By Andrew Williams | april, 9 - 2020
Origin: phisicsworld
Abdulmalik Obaid and Nick Melosh explain their microwire array. This bundle of microwires can enable researchers to watch the activity of hundreds of neurons in the brain in real time.
An international team led by researchers at Stanford University has developed a new device for connecting the brain directly to silicon-based technologies. The interface has the potential to improve human prosthetics and enable technology that could one day restore vision or speech in patients (Science Advances 10.1126/sciadv.aay2789).

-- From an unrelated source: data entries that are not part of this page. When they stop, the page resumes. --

use crate::constants::{
    APP_DESCRIPTION, APP_NAME, DEFAULT_SPECTRUM_LIMIT, LOG_FORMAT_JSON, LOG_FORMAT_TEXT,
};
use crate::dream::{Decoding, Keywords, NewDream};
use clap::{Args, Parser, Subcommand};
use std::path::PathBuf;

/// A dream journal with gentle AI reflections
#[derive(Parser, Debug)]
#[clap(name = APP_NAME, about = APP_DESCRIPTION)]
#[clap(author, version, long_about = None)]
pub struct CliArgs {
    /// Log output format
    #[clap(long, value_parser = [LOG_FORMAT_TEXT, LOG_FORMAT_JSON], default_value = LOG_FORMAT_TEXT, global = true)]
    pub log_format: String,

    /// Print verbose output
    #[clap(short = 'v', long, global = true)]
    pub verbose: bool,

    #[clap(subcommand)]
    pub command: Command,
}

#[derive(Subcommand, Debug)]
pub enum Command {
    /// Record a new dream
    Record(RecordArgs),

    /// Store a dream from a JSON file (use - for stdin)
    Import {
        path: PathBuf,
    },

    /// List stored dreams, newest first
    List,

    /// Print a stored dream as JSON
    Show {
        id: String,
    },

    /// Reflect on a stored dream and keep the reflection
    Reflect {
        id: String,
    },

    /// Reflect on a dream JSON file without storing it (use - for stdin)
    ReflectFile {
        path: PathBuf,
    },

    /// Look for recurring patterns across all stored dreams
    Analyze,

    /// Show the most frequent strongest emotions
    Emotions {
        /// Maximum number of emotions to show
        #[clap(short = 'n', long, default_value_t = DEFAULT_SPECTRUM_LIMIT)]
        limit: usize,
    },

    /// Delete a stored dream
    Delete {
        id: String,
    },

    /// Run the credential-holding relay server
    Relay,
}

#[derive(Args, Debug, Default)]
pub struct RecordArgs {
    /// A scene from the dream (repeatable)
    #[clap(long = "scene")]
    pub scenes: Vec<String>,

    /// A character from the dream (repeatable)
    #[clap(long = "character")]
    pub characters: Vec<String>,

    /// An emotion felt in the dream (repeatable)
    #[clap(long = "emotion")]
    pub emotions: Vec<String>,

    /// An object from the dream (repeatable)
    #[clap(long = "object")]
    pub objects: Vec<String>,

    /// The strongest emotion in the dream
    #[clap(long, default_value = "")]
    pub strongest_emotion: String,

    /// What in waking life the dream seems linked to
    #[clap(long, default_value = "")]
    pub life_link: String,

    /// If the dream were a film, its theme
    #[clap(long, default_value = "")]
    pub movie_theme: String,

    /// Free association about the dream
    #[clap(short = 'a', long, default_value = "")]
    pub association: String,

    /// Ask for a reflection right away
    #[clap(long)]
    pub reflect: bool,
}

impl RecordArgs {
    /// Collects the flags into a dream ready to be stored.
    pub fn to_new_dream(&self) -> NewDream {
        NewDream {
            keywords: Keywords {
                scenes: self.scenes.clone(),
                characters: self.characters.clone(),
                emotions: self.emotions.clone(),
                objects: self.objects.clone(),
            },
            decoding: Decoding {
                strongest_emotion: self.strongest_emotion.clone(),
                recent_life_link: self.life_link.clone(),
                movie_theme: self.movie_theme.clone(),
            },
            association: self.association.clone(),
        }
    }
}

The device, which contains hundreds of microwires, can be gently inserted into the brain and connected to an external silicon chip that records the electrical brain signals transmitted by each wire. The team - also from the Francis Crick Institute, University College London, ETH Zurich and Austin, TX-based technology company Paradromics - has already successfully tested the device on the retinal cells of rats and in the brains of living mice.
Electronic movies
As Abdulmalik Obaid, a PhD Candidate at Stanford University, explains, the team’s main goal was to close the gap between the power of modern electronics and what is currently available in existing brain-machine interfaces.

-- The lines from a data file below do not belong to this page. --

//! State types for tracking provisioned resources.
//!
//! These types record what a provisioner has created so that repeated runs
//! converge instead of creating duplicates.

use chrono::{DateTime, Utc};
use serde::{Deserialize, Serialize};
use std::collections::BTreeMap;

/// Current version of the state format.
pub const STATE_VERSION: &str = "1.0";

/// Maximum number of history entries kept.
const MAX_HISTORY: usize = 100;

/// Everything a provisioner has recorded.
#[derive(Debug, Clone, Serialize, Deserialize)]
pub struct ProvisionState {
    /// State format version.
    pub version: String,
    /// Hash of the last applied configuration.
    #[serde(default)]
    pub config_hash: String,
    /// VPCs by name.
    #[serde(default)]
    pub vpcs: BTreeMap<String, VpcRecord>,
    /// IAM roles by name.
    #[serde(default)]
    pub roles: BTreeMap<String, RoleRecord>,
    /// Policy attachments by attachment name.
    #[serde(default)]
    pub attachments: BTreeMap<String, AttachmentRecord>,
    /// Instance profiles by name.
    #[serde(default)]
    pub instance_profiles: BTreeMap<String, InstanceProfileRecord>,
    /// Clusters by name.
    #[serde(default)]
    pub clusters: BTreeMap<String, ClusterRecord>,
    /// Node groups by `<cluster>/<node group>`.
    #[serde(default)]
    pub node_groups: BTreeMap<String, NodeGroupRecord>,
    /// When the state was last updated.
    pub last_updated: DateTime<Utc>,
    /// Recent resource changes, oldest first.
    #[serde(default)]
    pub history: Vec<HistoryEntry>,
}

/// A recorded VPC.
#[derive(Debug, Clone, Serialize, Deserialize)]
pub struct VpcRecord {
    /// VPC name.
    pub name: String,
    /// VPC identifier.
    pub vpc_id: String,
    /// Private subnets.
    pub private_subnet_ids: Vec<String>,
    /// Public subnets.
    pub public_subnet_ids: Vec<String>,
    /// When the VPC was created.
    pub created_at: DateTime<Utc>,
}

/// A recorded IAM role.
#[derive(Debug, Clone, Serialize, Deserialize)]
pub struct RoleRecord {
    /// Role name.
    pub name: String,
    /// Role ARN.
    pub arn: String,
    /// Service principal in the trust policy.
    pub trusted_service: String,
    /// When the role was created.
    pub created_at: DateTime<Utc>,
}

/// A recorded managed policy attachment.
#[derive(Debug, Clone, Serialize, Deserialize)]
pub struct AttachmentRecord {
    /// Attachment name.
    pub name: String,
    /// Role the policy is attached to.
    pub role_name: String,
    /// Attached policy.
    pub policy_arn: String,
    /// When the attachment was made.
    pub created_at: DateTime<Utc>,
}

/// A recorded instance profile.
#[derive(Debug, Clone, Serialize, Deserialize)]
pub struct InstanceProfileRecord {
    /// Profile name.
    pub name: String,
    /// Profile ARN.
    pub arn: String,
    /// Role held by the profile.
    pub role_name: String,
    /// When the profile was created.
    pub created_at: DateTime<Utc>,
}

/// A recorded cluster.
#[derive(Debug, Clone, Serialize, Deserialize)]
pub struct ClusterRecord {
    /// Cluster name.
    pub name: String,
    /// Cluster ARN.
    pub arn: String,
    /// API server endpoint.
    pub endpoint: String,
    /// Certificate authority data.
    pub certificate_authority: String,
    /// Hash of the cluster spec last applied.
    pub spec_hash: String,
    /// When the cluster was created.
    pub created_at: DateTime<Utc>,
    /// When the cluster was last updated.
    pub updated_at: DateTime<Utc>,
}

/// A recorded node group.
#[derive(Debug, Clone, Serialize, Deserialize)]
pub struct NodeGroupRecord {
    /// Node group name.
    pub name: String,
    /// Cluster the node group belongs to.
    pub cluster_name: String,
    /// Instance profile the nodes run with.
    pub instance_profile: String,
    /// Hash of the node group spec last applied.
    pub spec_hash: String,
    /// When the node group was created.
    pub created_at: DateTime<Utc>,
    /// When the node group was last updated.
    pub updated_at: DateTime<Utc>,
}

/// A single entry in the change history.
#[derive(Debug, Clone, Serialize, Deserialize)]
pub struct HistoryEntry {
    /// When the change happened.
    pub timestamp: DateTime<Utc>,
    /// What happened.
    pub operation: ResourceOperation,
    /// Resource type, e.g. `cluster`.
    pub resource_type: String,
    /// Resource name.
    pub name: String,
}

/// Types of recorded changes.
#[derive(Debug, Clone, Copy, Serialize, Deserialize, PartialEq, Eq)]
#[serde(rename_all = "snake_case")]
pub enum ResourceOperation {
    /// The resource was created.
    Create,
    /// The resource was updated in place.
    Update,
}

impl ProvisionState {
    /// Creates a new empty state.
    #[must_use]
    pub fn new() -> Self {
        Self {
            version: STATE_VERSION.to_string(),
            config_hash: String::new(),
            vpcs: BTreeMap::new(),
            roles: BTreeMap::new(),
            attachments: BTreeMap::new(),
            instance_profiles: BTreeMap::new(),
            clusters: BTreeMap::new(),
            node_groups: BTreeMap::new(),
            last_updated: Utc::now(),
            history: Vec::new(),
        }
    }

    /// Key under which a node group is recorded.
    #[must_use]
    pub fn node_group_key(cluster_name: &str, node_group_name: &str) -> String {
        format!("{cluster_name}/{node_group_name}")
    }

    /// Records a change and bumps the update timestamp.
    pub fn record(&mut self, operation: ResourceOperation, resource_type: &str, name: &str) {
        if self.history.len() >= MAX_HISTORY {
            self.history.remove(0);
        }
        self.history.push(HistoryEntry {
            timestamp: Utc::now(),
            operation,
            resource_type: resource_type.to_string(),
            name: name.to_string(),
        });
        self.last_updated = Utc::now();
    }

    /// Total number of recorded resources.
    #[must_use]
    pub fn resource_count(&self) -> usize {
        self.vpcs.len()
            + self.roles.len()
            + self.attachments.len()
            + self.instance_profiles.len()
            + self.clusters.len()
            + self.node_groups.len()
    }
}

impl Default for ProvisionState {
    fn default() -> Self {
        Self::new()
    }
}

impl std::fmt::Display for ResourceOperation {
    fn fmt(&self, f: &mut std::fmt::Formatter<'_>) -> std::fmt::Result {
        let op = match self {
            Self::Create => "create",
            Self::Update => "update",
        };
        write!(f, "{op}")
    }
}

“The difficulty with using modern electronics is there is a mismatch between the three-dimensional architecture of the brain and largely two-dimensional electronics. We sought to overcome these limitations by employing commercial silicon chips, such as the ones used in high-speed cameras and microdisplays, and combining them with arrays of microscopic wires,” Obaid says.
“As these chips are inherently flat, we combine them with easily tailored arrays of microscopic wires, which are precisely spaced to be minimally invasive,” he adds. “This approach lifts the scalable, but two-dimensional, silicon technology to the third dimension of the brain, allowing us to record ‘electronic movies’ of neural activity over large brain regions.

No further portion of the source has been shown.